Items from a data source
//! Phase model: the building block of an update plan.

use std::fmt;

use serde::{Deserialize, Serialize};

use crate::cluster::{Server, UpdateServer};
use crate::package::Locator;

/// Path of the plan root. Every other phase path is `/`-separated below it.
pub const ROOT_PATH: &str = "/";

/// Join a phase path and a child segment.
pub fn join_path(parent: &str, segment: &str) -> String {
    if parent == ROOT_PATH || parent.is_empty() {
        format!("/{segment}")
    } else {
        format!("{parent}/{segment}")
    }
}

/// Last segment of a phase path.
pub fn base_name(path: &str) -> &str {
    path.rsplit('/').next().unwrap_or(path)
}

/// Kind of operation a leaf phase performs; selects its executor.
#[derive(Deserialize, Serialize, Clone, Copy, Debug, PartialEq, Eq, Hash, PartialOrd, Ord)]
#[serde(rename_all = "kebab-case")]
pub enum PhaseKind {
    Init,
    Checks,
    PreUpdate,
    BootstrapSelinux,
    Bootstrap,
    Coredns,
    Openebs,
    Config,
    UpdateApp,
    MigrateLinks,
    UpdateLabels,
    MigrateRoles,
    Election,
    Drain,
    SystemUpgrade,
    Taint,
    Uncordon,
    Endpoints,
    Untaint,
    EtcdBackup,
    EtcdShutdown,
    EtcdUpgrade,
    EtcdRestore,
    EtcdRestart,
    EtcdRestartGravity,
    Cleanup,
}

impl PhaseKind {
    pub const ALL: [Self; 26] = [
        Self::Init,
        Self::Checks,
        Self::PreUpdate,
        Self::BootstrapSelinux,
        Self::Bootstrap,
        Self::Coredns,
        Self::Openebs,
        Self::Config,
        Self::UpdateApp,
        Self::MigrateLinks,
        Self::UpdateLabels,
        Self::MigrateRoles,
        Self::Election,
        Self::Drain,
        Self::SystemUpgrade,
        Self::Taint,
        Self::Uncordon,
        Self::Endpoints,
        Self::Untaint,
        Self::EtcdBackup,
        Self::EtcdShutdown,
        Self::EtcdUpgrade,
        Self::EtcdRestore,
        Self::EtcdRestart,
        Self::EtcdRestartGravity,
        Self::Cleanup,
    ];

    pub const fn as_str(self) -> &'static str {
        match self {
            Self::Init => "init",
            Self::Checks => "checks",
            Self::PreUpdate => "pre-update",
            Self::BootstrapSelinux => "bootstrap-selinux",
            Self::Bootstrap => "bootstrap",
            Self::Coredns => "coredns",
            Self::Openebs => "openebs",
            Self::Config => "config",
            Self::UpdateApp => "update-app",
            Self::MigrateLinks => "migrate-links",
            Self::UpdateLabels => "update-labels",
            Self::MigrateRoles => "migrate-roles",
            Self::Election => "election",
            Self::Drain => "drain",
            Self::SystemUpgrade => "system-upgrade",
            Self::Taint => "taint",
            Self::Uncordon => "uncordon",
            Self::Endpoints => "endpoints",
            Self::Untaint => "untaint",
            Self::EtcdBackup => "etcd-backup",
            Self::EtcdShutdown => "etcd-shutdown",
            Self::EtcdUpgrade => "etcd-upgrade",
            Self::EtcdRestore => "etcd-restore",
            Self::EtcdRestart => "etcd-restart",
            Self::EtcdRestartGravity => "etcd-restart-gravity",
            Self::Cleanup => "cleanup",
        }
    }

    /// Kinds handled through the Kubernetes API rather than a node agent.
    pub const fn is_node_operation(self) -> bool {
        matches!(
            self,
            Self::Drain | Self::Taint | Self::Uncordon | Self::Endpoints | Self::Untaint
        )
    }
}

impl fmt::Display for PhaseKind {
    fn fmt(&self, f: &mut fmt::Formatter<'_>) -> fmt::Result {
        f.write_str(self.as_str())
    }
}

/// How a child is ordered relative to its preceding sibling.
#[derive(Deserialize, Serialize, Clone, Copy, Debug, Default, PartialEq, Eq)]
#[serde(rename_all = "lowercase")]
pub enum ChildOrder {
    /// No ordering constraint among siblings.
    #[default]
    Parallel,
    /// Starts only after the preceding sibling has completed.
    Sequential,
}

/// Execution state of a phase.
#[derive(Deserialize, Serialize, Clone, Copy, Debug, Default, PartialEq, Eq, Hash)]
#[serde(rename_all = "kebab-case")]
pub enum PhaseState {
    #[default]
    Unstarted,
    InProgress,
    Completed,
    Failed,
    RolledBack,
}

impl fmt::Display for PhaseState {
    fn fmt(&self, f: &mut fmt::Formatter<'_>) -> fmt::Result {
        match self {
            Self::Unstarted => write!(f, "Unstarted"),
            Self::InProgress => write!(f, "In Progress"),
            Self::Completed => write!(f, "Completed"),
            Self::Failed => write!(f, "Failed"),
            Self::RolledBack => write!(f, "Rolled Back"),
        }
    }
}

/// Servers to enable and disable as leader election candidates.
#[derive(Deserialize, Serialize, Clone, Debug, Default, PartialEq, Eq)]
#[serde(rename_all = "camelCase")]
pub struct ElectionChange {
    #[serde(default, skip_serializing_if = "Vec::is_empty")]
    pub enable_servers: Vec<Server>,
    #[serde(default, skip_serializing_if = "Vec::is_empty")]
    pub disable_servers: Vec<Server>,
}

/// Servers updated together by a single phase.
#[derive(Deserialize, Serialize, Clone, Debug, Default, PartialEq, Eq)]
#[serde(rename_all = "camelCase")]
pub struct UpdateOperationData {
    #[serde(default)]
    pub servers: Vec<UpdateServer>,
}

/// Executor-specific phase payload.
#[derive(Deserialize, Serialize, Clone, Debug, Default, PartialEq, Eq)]
#[serde(rename_all = "camelCase")]
pub struct PhaseData {
    /// Target package.
    #[serde(default, skip_serializing_if = "Option::is_none")]
    pub package: Option<Locator>,

    #[serde(default, skip_serializing_if = "Option::is_none")]
    pub installed_package: Option<Locator>,

    /// Server the phase operates on.
    #[serde(default, skip_serializing_if = "Option::is_none")]
    pub server: Option<Server>,

    /// Server remote actions are executed from.
    #[serde(default, skip_serializing_if = "Option::is_none")]
    pub exec_server: Option<Server>,

    #[serde(default, skip_serializing_if = "Option::is_none")]
    pub update: Option<UpdateOperationData>,

    #[serde(default, skip_serializing_if = "Option::is_none")]
    pub election_change: Option<ElectionChange>,

    /// Free-form executor data.
    #[serde(default, skip_serializing_if = "Option::is_none")]
    pub data: Option<String>,
}

impl PhaseData {
    /// Server the phase operates on: explicit target first, then the execution server.
    pub fn target_server(&self) -> Option<&Server> {
        self.server.as_ref().or(self.exec_server.as_ref())
    }
}

/// Reference to another phase, optionally narrowed to one server.
#[derive(Deserialize, Serialize, Clone, Debug, PartialEq, Eq)]
#[serde(rename_all = "camelCase")]
pub struct Dependency {
    /// Full path of the referenced phase.
    pub phase: String,
    /// Hostname of the server the reference is scoped to.
    #[serde(default, skip_serializing_if = "Option::is_none")]
    pub server: Option<String>,
}

impl Dependency {
    /// Dependency on the whole phase.
    pub fn on(phase: &Phase) -> Self {
        Self {
            phase: phase.id.clone(),
            server: None,
        }
    }

    /// Dependency on the part of `phase` that targets `server`.
    pub fn for_server(phase: &Phase, server: &Server) -> Self {
        Self {
            phase: phase.id.clone(),
            server: Some(server.hostname.clone()),
        }
    }
}

impl fmt::Display for Dependency {
    fn fmt(&self, f: &mut fmt::Formatter<'_>) -> fmt::Result {
        match &self.server {
            Some(server) => write!(f, "{} ({})", self.phase, server),
            None => write!(f, "{}", self.phase),
        }
    }
}

/// A phase under construction.
///
/// Phases are assembled as an owned tree by the builder and flattened into a
/// [`Plan`](super::graph::Plan) arena once complete.
#[derive(Clone, Debug, PartialEq, Eq)]
pub struct Phase {
    /// Full path of the phase.
    pub id: String,
    pub description: String,
    pub executor: Option<PhaseKind>,
    pub data: PhaseData,
    pub requires: Vec<Dependency>,
    pub order: ChildOrder,
    pub phases: Vec<Phase>,
}

impl Phase {
    /// Create a phase with the given id (a single segment or a full path).
    pub fn new(id: impl Into<String>, description: impl Into<String>) -> Self {
        Self {
            id: id.into(),
            description: description.into(),
            executor: None,
            data: PhaseData::default(),
            requires: Vec::new(),
            order: ChildOrder::Parallel,
            phases: Vec::new(),
        }
    }

    /// Create a top-level phase, placed directly below the plan root.
    pub fn root(id: &str, description: impl Into<String>) -> Self {
        Self::new(join_path(ROOT_PATH, id), description)
    }

    #[must_use]
    pub const fn with_executor(mut self, kind: PhaseKind) -> Self {
        self.executor = Some(kind);
        self
    }

    #[must_use]
    pub fn with_data(mut self, data: PhaseData) -> Self {
        self.data = data;
        self
    }

    /// Full path of a direct child named `segment`.
    pub fn child_literal(&self, segment: &str) -> String {
        join_path(&self.id, segment)
    }

    /// Last path segment.
    pub fn base(&self) -> &str {
        base_name(&self.id)
    }

    pub fn is_group(&self) -> bool {
        !self.phases.is_empty()
    }

    /// Add children with no ordering constraint among them.
    pub fn add_parallel(&mut self, phases: impl IntoIterator<Item = Self>) {
        for phase in phases {
            self.attach(phase, ChildOrder::Parallel);
        }
    }

    /// Add children that each start after the preceding sibling completes.
    pub fn add_sequential(&mut self, phases: impl IntoIterator<Item = Self>) {
        for phase in phases {
            self.attach(phase, ChildOrder::Sequential);
        }
    }

    /// Add a child gated on an explicit dependency instead of sibling order.
    pub fn add_with_dependency(&mut self, dependency: Dependency, mut phase: Self) {
        phase.requires.push(dependency);
        self.attach(phase, ChildOrder::Parallel);
    }

    fn attach(&mut self, mut phase: Self, order: ChildOrder) {
        phase.order = order;
        phase.rebase(&self.id);
        self.phases.push(phase);
    }

    /// Move the phase and its subtree below `parent`, keeping segment names.
    fn rebase(&mut self, parent: &str) {
        self.id = join_path(parent, base_name(&self.id));
        let id = self.id.clone();
        for child in &mut self.phases {
            child.rebase(&id);
        }
    }
}

#[cfg(test)]
mod tests {
    use super::*;

    #[test]
    fn test_join_path() {
        assert_eq!(join_path(ROOT_PATH, "init"), "/init");
        assert_eq!(join_path("/masters", "node-1"), "/masters/node-1");
        assert_eq!(base_name("/masters/node-1.example.com/drain"), "drain");
        assert_eq!(base_name("/masters"), "masters");
    }

    #[test]
    fn test_add_sequential_sets_paths_and_order() {
        let mut root = Phase::root("masters", "Update master nodes");
        let mut node = Phase::new("node-1", "Update node-1");
        node.add_sequential([
            Phase::new("drain", "Drain").with_executor(PhaseKind::Drain),
            Phase::new("system-upgrade", "Upgrade").with_executor(PhaseKind::SystemUpgrade),
        ]);
        root.add_sequential([node]);

        let node = &root.phases[0];
        assert_eq!(node.id, "/masters/node-1");
        assert_eq!(node.order, ChildOrder::Sequential);
        assert_eq!(node.phases[0].id, "/masters/node-1/drain");
        assert_eq!(node.phases[1].id, "/masters/node-1/system-upgrade");
        assert_eq!(node.phases[1].order, ChildOrder::Sequential);
    }

    #[test]
    fn test_child_literal_keeps_dotted_hostnames() {
        let root = Phase::root("bootstrap", "Bootstrap");
        assert_eq!(
            root.child_literal("node-1.example.com"),
            "/bootstrap/node-1.example.com"
        );
    }

    #[test]
    fn test_add_with_dependency() {
        let backup = Phase::root("backup", "Backup");
        let server = Server {
            hostname: "master-1".to_string(),
            advertise_ip: "10.0.0.1".to_string(),
            role: crate::cluster::ServerRole::Master,
        };
        let mut shutdown = Phase::root("shutdown", "Shutdown");
        shutdown.add_with_dependency(
            Dependency::for_server(&backup, &server),
            Phase::new("master-1", "Shutdown master-1").with_executor(PhaseKind::EtcdShutdown),
        );
        let child = &shutdown.phases[0];
        assert_eq!(child.order, ChildOrder::Parallel);
        assert_eq!(child.requires.len(), 1);
        assert_eq!(child.requires[0].phase, "/backup");
        assert_eq!(child.requires[0].server.as_deref(), Some("master-1"));
        assert_eq!(child.requires[0].to_string(), "/backup (master-1)");
    }

    #[test]
    fn test_phase_kind_serde_matches_display() {
        for kind in PhaseKind::ALL {
            let json = serde_json::to_string(&kind).unwrap();
            assert_eq!(json, format!("\"{kind}\""));
        }
    }

    #[test]
    fn test_node_operations() {
        assert!(PhaseKind::Drain.is_node_operation());
        assert!(PhaseKind::Untaint.is_node_operation());
        assert!(!PhaseKind::SystemUpgrade.is_node_operation());
        assert!(!PhaseKind::EtcdBackup.is_node_operation());
    }
}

* Problem details
Find the line with "fn attach(&mut self, mut" in the entries above. Retype it and each line after it, exactly, through the line with "let mut root", and stop there.

* Task solution
    fn attach(&mut self, mut phase: Self, order: ChildOrder) {
        phase.order = order;
        phase.rebase(&self.id);
        self.phases.push(phase);
    }

    /// Move the phase and its subtree below `parent`, keeping segment names.
    fn rebase(&mut self, parent: &str) {
        self.id = join_path(parent, base_name(&self.id));
        let id = self.id.clone();
        for child in &mut self.phases {
            child.rebase(&id);
        }
    }
}

#[cfg(test)]
mod tests {
    use super::*;

    #[test]
    fn test_join_path() {
        assert_eq!(join_path(ROOT_PATH, "init"), "/init");
        assert_eq!(join_path("/masters", "node-1"), "/masters/node-1");
        assert_eq!(base_name("/masters/node-1.example.com/drain"), "drain");
        assert_eq!(base_name("/masters"), "masters");
    }

    #[test]
    fn test_add_sequential_sets_paths_and_order() {
        let mut root = Phase::root("masters", "Update master nodes");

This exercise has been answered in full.